---------- PROVIDED DATA ----------

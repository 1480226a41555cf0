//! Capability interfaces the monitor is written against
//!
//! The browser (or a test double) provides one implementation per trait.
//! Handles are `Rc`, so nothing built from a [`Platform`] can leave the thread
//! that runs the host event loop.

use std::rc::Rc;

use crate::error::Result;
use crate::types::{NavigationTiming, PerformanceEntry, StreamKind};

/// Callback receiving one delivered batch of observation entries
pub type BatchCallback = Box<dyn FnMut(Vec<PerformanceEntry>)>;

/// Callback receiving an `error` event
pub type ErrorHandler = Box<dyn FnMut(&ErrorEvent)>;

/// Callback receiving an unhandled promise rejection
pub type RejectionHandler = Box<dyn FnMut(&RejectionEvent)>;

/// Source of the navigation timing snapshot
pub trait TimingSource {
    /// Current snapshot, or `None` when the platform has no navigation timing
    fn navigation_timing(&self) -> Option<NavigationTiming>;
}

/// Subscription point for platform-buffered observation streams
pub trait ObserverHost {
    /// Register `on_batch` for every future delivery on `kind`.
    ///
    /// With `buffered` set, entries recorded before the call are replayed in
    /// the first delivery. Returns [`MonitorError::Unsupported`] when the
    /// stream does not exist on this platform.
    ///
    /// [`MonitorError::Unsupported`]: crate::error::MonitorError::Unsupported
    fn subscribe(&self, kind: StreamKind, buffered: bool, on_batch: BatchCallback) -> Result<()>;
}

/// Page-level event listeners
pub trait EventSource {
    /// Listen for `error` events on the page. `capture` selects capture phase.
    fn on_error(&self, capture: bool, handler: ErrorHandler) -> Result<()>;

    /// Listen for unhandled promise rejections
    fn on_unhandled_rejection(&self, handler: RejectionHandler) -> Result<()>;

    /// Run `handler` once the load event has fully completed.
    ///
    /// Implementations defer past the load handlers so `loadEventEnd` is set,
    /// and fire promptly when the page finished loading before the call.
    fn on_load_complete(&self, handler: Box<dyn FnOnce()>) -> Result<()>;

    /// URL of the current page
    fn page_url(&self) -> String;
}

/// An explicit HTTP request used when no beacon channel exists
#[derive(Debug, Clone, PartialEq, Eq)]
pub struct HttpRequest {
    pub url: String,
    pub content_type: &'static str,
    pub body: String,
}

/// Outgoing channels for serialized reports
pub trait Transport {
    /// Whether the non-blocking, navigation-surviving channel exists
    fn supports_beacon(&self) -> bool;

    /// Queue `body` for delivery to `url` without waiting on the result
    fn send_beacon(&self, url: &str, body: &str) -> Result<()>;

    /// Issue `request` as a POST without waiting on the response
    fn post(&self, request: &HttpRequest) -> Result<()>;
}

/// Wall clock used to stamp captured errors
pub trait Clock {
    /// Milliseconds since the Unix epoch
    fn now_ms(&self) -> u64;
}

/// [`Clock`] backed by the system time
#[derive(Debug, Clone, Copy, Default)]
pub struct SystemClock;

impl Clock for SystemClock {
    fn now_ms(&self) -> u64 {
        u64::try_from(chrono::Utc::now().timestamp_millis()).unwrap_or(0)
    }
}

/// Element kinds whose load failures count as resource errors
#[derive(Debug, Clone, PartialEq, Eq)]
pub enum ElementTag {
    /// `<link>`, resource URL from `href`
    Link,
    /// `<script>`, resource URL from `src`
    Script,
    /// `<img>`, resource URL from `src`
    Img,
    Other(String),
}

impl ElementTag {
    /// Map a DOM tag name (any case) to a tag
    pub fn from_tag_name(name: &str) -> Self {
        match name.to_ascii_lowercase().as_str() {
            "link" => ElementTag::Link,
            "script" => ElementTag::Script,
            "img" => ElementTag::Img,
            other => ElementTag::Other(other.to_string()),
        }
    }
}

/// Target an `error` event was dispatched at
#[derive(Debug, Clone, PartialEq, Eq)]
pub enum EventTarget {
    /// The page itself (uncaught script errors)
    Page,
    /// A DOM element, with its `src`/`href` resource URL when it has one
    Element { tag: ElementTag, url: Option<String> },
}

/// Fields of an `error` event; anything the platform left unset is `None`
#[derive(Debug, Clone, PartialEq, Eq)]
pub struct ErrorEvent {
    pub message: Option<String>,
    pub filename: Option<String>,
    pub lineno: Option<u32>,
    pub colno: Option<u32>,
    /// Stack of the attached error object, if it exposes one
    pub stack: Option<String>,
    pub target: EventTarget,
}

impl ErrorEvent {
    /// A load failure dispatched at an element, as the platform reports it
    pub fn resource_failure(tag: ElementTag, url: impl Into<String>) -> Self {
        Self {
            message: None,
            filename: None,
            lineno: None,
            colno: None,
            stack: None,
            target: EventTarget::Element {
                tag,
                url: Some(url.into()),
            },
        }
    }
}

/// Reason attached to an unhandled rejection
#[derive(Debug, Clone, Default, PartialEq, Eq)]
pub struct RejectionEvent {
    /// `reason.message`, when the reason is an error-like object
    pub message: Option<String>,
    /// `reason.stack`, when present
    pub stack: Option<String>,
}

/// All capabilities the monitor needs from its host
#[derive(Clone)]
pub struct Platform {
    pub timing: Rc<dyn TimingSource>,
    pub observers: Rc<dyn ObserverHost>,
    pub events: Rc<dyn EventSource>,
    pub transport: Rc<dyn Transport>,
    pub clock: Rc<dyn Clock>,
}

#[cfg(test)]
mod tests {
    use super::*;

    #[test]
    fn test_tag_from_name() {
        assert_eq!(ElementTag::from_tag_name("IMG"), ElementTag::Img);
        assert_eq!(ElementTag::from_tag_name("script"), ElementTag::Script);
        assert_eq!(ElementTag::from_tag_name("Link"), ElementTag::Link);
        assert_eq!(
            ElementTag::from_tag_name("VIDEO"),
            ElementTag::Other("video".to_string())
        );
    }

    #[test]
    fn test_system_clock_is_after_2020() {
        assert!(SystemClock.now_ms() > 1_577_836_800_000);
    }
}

----------

→ EXERCISE DIRECTIONS
Using the entries above, give again exactly the lines from the line holding "no navigation timing" through the line holding "the current page". Include both end lines and nothing else.

→ ANSWER BOX
    /// Current snapshot, or `None` when the platform has no navigation timing
    fn navigation_timing(&self) -> Option<NavigationTiming>;
}

/// Subscription point for platform-buffered observation streams
pub trait ObserverHost {
    /// Register `on_batch` for every future delivery on `kind`.
    ///
    /// With `buffered` set, entries recorded before the call are replayed in
    /// the first delivery. Returns [`MonitorError::Unsupported`] when the
    /// stream does not exist on this platform.
    ///
    /// [`MonitorError::Unsupported`]: crate::error::MonitorError::Unsupported
    fn subscribe(&self, kind: StreamKind, buffered: bool, on_batch: BatchCallback) -> Result<()>;
}

/// Page-level event listeners
pub trait EventSource {
    /// Listen for `error` events on the page. `capture` selects capture phase.
    fn on_error(&self, capture: bool, handler: ErrorHandler) -> Result<()>;

    /// Listen for unhandled promise rejections
    fn on_unhandled_rejection(&self, handler: RejectionHandler) -> Result<()>;

    /// Run `handler` once the load event has fully completed.
    ///
    /// Implementations defer past the load handlers so `loadEventEnd` is set,
    /// and fire promptly when the page finished loading before the call.
    fn on_load_complete(&self, handler: Box<dyn FnOnce()>) -> Result<()>;

    /// URL of the current page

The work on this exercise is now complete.